- SUPPLIED MATERIAL
· · · ·
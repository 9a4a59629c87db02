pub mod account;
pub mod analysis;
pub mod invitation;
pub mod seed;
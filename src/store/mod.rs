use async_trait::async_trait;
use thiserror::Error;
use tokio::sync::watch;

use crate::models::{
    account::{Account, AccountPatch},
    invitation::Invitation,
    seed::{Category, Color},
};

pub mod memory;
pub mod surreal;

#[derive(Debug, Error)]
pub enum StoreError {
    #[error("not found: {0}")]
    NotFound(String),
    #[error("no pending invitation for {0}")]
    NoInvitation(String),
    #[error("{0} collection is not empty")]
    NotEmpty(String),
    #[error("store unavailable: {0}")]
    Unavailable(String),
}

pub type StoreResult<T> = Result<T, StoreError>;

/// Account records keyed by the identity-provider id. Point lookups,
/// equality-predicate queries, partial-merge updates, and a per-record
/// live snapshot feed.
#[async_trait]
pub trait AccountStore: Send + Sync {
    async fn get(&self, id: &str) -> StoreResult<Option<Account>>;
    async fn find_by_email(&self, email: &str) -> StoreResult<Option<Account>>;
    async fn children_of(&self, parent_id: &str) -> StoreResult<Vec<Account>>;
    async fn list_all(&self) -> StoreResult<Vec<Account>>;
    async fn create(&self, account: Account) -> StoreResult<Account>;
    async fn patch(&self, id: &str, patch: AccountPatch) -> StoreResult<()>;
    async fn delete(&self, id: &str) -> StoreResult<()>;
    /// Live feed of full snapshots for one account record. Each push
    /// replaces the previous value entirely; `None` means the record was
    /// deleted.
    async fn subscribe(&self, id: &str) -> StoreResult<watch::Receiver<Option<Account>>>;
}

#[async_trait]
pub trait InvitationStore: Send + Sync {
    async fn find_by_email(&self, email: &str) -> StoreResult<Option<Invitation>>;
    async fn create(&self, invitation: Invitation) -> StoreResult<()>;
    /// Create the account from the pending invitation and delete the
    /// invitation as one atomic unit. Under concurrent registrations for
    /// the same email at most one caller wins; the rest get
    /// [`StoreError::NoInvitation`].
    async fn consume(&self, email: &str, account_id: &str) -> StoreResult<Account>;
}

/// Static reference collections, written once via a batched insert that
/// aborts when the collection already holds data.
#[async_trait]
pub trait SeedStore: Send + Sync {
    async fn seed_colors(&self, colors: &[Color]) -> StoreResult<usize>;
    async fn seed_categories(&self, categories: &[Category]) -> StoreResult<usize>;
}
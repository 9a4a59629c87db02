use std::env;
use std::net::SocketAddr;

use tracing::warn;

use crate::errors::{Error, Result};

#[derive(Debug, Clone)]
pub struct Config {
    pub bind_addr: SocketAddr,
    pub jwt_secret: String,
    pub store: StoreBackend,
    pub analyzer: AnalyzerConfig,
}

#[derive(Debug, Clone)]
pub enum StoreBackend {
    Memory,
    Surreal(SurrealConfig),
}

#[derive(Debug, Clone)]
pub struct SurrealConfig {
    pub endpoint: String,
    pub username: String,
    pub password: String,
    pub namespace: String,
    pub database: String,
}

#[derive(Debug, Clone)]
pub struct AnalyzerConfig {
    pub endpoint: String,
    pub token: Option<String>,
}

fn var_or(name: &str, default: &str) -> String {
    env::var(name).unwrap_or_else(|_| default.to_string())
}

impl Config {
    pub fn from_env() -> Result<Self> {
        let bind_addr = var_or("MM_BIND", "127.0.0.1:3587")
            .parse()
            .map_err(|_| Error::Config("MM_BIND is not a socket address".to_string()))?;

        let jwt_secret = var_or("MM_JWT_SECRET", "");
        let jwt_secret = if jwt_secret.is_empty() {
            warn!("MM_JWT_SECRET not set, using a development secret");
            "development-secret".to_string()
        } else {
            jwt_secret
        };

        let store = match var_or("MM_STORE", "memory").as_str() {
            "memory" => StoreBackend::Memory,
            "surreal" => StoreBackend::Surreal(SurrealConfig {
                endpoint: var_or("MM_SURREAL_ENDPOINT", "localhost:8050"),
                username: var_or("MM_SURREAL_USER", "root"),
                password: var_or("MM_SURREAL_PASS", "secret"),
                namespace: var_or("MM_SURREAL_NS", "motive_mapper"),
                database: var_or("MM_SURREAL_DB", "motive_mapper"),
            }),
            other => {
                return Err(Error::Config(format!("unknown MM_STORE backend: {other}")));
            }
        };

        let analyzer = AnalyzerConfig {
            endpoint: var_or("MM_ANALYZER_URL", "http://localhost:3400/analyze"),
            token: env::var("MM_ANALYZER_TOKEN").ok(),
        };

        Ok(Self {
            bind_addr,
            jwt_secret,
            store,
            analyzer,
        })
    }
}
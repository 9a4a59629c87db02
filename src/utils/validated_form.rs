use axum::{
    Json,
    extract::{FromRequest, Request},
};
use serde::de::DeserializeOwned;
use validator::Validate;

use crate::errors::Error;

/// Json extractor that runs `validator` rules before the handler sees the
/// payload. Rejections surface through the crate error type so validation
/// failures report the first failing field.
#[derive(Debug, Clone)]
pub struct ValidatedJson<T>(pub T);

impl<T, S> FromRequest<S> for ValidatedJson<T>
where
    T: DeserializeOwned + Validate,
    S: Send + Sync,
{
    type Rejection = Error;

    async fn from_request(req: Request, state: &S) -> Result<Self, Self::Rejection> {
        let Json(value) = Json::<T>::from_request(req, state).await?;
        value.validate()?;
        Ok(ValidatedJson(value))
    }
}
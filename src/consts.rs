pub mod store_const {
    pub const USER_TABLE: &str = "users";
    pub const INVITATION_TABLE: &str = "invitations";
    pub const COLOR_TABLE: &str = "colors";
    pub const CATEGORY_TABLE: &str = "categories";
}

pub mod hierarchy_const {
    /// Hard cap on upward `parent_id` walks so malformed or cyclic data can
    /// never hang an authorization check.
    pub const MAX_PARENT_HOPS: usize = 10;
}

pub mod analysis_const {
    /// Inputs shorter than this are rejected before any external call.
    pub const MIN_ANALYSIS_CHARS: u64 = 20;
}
· · · ·
- WHAT THE TASK REQUIRES
Every line above from the line with "email: &str) -> StoreResult<Option<Account>>;" to the line with "record. Each push", inclusive, must be returned exactly; no other line belongs in the reply.

- OUTPUT
    async fn find_by_email(&self, email: &str) -> StoreResult<Option<Account>>;
    async fn children_of(&self, parent_id: &str) -> StoreResult<Vec<Account>>;
    async fn list_all(&self) -> StoreResult<Vec<Account>>;
    async fn create(&self, account: Account) -> StoreResult<Account>;
    async fn patch(&self, id: &str, patch: AccountPatch) -> StoreResult<()>;
    async fn delete(&self, id: &str) -> StoreResult<()>;
    /// Live feed of full snapshots for one account record. Each push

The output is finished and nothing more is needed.